ASSIGNED TASK:
Write out the whole listing without a single alteration.

INFORMATION:
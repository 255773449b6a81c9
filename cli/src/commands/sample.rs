use anyhow::{anyhow, Result};

use crate::io;

pub fn run(_cli: &crate::cli::Cli, args: &crate::cli::SampleArgs) -> Result<()> {
    let points = io::read_points(&args.points)?;
    let score = favormap::idw(args.lat, args.lng, &points, args.power)
        .ok_or_else(|| anyhow!("[sample] no usable points in {}", args.points.display()))?;

    println!("{score}");
    Ok(())
}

SOLVED PROBLEM:
repository 255773449b6a81c9
filename cli/src/commands/sample.rs
use anyhow::{anyhow, Result};

use crate::io;

pub fn run(_cli: &crate::cli::Cli, args: &crate::cli::SampleArgs) -> Result<()> {
    let points = io::read_points(&args.points)?;
    let score = favormap::idw(args.lat, args.lng, &points, args.power)
        .ok_or_else(|| anyhow!("[sample] no usable points in {}", args.points.display()))?;

    println!("{score}");
    Ok(())
}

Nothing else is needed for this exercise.